### Problem to work on
Please quote exactly the lines below from the line containing "given back through" to the line containing "the rendering slot.", both lines included, and nothing else.

(Given entries Opens)

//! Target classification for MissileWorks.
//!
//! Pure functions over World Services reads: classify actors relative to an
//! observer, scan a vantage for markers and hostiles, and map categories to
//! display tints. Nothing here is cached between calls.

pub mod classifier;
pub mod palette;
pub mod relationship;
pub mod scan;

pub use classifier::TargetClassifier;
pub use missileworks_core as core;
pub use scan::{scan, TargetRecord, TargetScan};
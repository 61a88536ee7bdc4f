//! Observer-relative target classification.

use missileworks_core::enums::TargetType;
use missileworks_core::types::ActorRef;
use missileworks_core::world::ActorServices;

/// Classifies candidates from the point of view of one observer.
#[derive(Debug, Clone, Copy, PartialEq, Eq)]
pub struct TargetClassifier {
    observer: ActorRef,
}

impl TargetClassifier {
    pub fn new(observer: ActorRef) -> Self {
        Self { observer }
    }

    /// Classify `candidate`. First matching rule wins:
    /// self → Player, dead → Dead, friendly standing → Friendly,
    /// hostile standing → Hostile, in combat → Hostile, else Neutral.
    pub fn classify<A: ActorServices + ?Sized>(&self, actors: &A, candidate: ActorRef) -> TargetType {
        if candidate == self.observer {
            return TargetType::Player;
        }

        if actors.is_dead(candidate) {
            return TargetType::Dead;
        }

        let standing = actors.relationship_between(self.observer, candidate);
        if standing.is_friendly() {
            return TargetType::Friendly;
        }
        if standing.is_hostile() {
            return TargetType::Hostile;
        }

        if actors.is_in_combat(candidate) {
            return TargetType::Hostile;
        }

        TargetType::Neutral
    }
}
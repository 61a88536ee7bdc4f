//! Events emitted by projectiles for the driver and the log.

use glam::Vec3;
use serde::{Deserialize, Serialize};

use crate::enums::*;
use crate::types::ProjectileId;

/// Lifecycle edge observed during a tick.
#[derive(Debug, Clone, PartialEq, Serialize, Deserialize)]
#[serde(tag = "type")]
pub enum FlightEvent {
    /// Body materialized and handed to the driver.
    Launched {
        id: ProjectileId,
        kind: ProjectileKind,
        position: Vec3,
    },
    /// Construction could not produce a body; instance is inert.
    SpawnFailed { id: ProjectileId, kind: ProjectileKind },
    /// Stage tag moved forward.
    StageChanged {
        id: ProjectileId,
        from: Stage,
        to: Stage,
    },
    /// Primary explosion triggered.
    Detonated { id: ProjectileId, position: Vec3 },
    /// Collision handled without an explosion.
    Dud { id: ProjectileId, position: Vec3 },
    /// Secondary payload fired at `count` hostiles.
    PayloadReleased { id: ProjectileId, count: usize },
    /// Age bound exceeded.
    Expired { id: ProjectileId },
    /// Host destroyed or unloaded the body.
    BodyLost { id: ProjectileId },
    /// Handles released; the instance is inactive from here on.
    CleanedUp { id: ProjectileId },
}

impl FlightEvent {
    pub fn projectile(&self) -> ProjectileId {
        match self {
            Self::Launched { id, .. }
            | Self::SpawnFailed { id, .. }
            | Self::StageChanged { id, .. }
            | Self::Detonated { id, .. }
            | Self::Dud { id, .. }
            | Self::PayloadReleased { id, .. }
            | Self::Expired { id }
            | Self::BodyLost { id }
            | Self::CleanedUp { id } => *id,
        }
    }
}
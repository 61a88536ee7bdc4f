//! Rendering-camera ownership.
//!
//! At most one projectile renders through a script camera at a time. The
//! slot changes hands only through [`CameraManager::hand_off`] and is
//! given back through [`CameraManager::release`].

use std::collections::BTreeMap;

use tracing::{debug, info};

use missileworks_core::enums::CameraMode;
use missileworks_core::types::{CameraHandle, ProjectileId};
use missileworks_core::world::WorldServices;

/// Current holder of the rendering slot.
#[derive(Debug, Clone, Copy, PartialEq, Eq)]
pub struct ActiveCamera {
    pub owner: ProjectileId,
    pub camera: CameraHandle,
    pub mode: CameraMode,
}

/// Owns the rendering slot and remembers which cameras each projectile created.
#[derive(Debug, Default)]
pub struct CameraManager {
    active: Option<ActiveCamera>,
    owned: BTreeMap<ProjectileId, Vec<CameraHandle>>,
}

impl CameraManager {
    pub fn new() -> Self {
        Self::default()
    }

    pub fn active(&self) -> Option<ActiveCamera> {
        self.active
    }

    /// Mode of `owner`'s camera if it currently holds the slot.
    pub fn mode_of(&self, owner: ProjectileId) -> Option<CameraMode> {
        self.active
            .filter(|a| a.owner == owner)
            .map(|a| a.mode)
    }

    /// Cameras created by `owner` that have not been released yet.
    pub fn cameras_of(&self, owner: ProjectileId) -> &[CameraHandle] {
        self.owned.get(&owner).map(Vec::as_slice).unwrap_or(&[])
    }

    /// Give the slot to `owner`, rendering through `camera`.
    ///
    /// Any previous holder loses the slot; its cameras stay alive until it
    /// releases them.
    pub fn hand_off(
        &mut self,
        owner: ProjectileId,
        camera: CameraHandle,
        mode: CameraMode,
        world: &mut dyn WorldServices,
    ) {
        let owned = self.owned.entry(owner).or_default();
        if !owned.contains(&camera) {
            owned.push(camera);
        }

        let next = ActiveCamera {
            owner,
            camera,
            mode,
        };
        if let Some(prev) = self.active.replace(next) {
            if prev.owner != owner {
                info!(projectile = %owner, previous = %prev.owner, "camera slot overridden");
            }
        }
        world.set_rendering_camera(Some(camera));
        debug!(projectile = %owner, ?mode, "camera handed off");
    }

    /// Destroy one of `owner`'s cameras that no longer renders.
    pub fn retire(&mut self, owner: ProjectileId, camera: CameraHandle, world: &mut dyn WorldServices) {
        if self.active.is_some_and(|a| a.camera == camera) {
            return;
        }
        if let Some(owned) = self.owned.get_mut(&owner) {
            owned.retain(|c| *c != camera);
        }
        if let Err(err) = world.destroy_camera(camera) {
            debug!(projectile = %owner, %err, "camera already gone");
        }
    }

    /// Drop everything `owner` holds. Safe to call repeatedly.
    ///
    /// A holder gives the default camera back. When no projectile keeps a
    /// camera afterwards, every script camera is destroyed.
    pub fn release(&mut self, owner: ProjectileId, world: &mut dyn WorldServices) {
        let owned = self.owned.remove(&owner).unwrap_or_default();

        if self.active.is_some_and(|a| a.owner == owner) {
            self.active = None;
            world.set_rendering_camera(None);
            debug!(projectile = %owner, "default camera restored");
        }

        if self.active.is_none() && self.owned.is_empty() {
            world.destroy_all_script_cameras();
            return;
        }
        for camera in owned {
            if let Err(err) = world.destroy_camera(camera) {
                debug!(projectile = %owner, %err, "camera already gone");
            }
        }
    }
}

(Given entries Closes)

### Result for this task
//! given back through [`CameraManager::release`].

use std::collections::BTreeMap;

use tracing::{debug, info};

use missileworks_core::enums::CameraMode;
use missileworks_core::types::{CameraHandle, ProjectileId};
use missileworks_core::world::WorldServices;

/// Current holder of the rendering slot.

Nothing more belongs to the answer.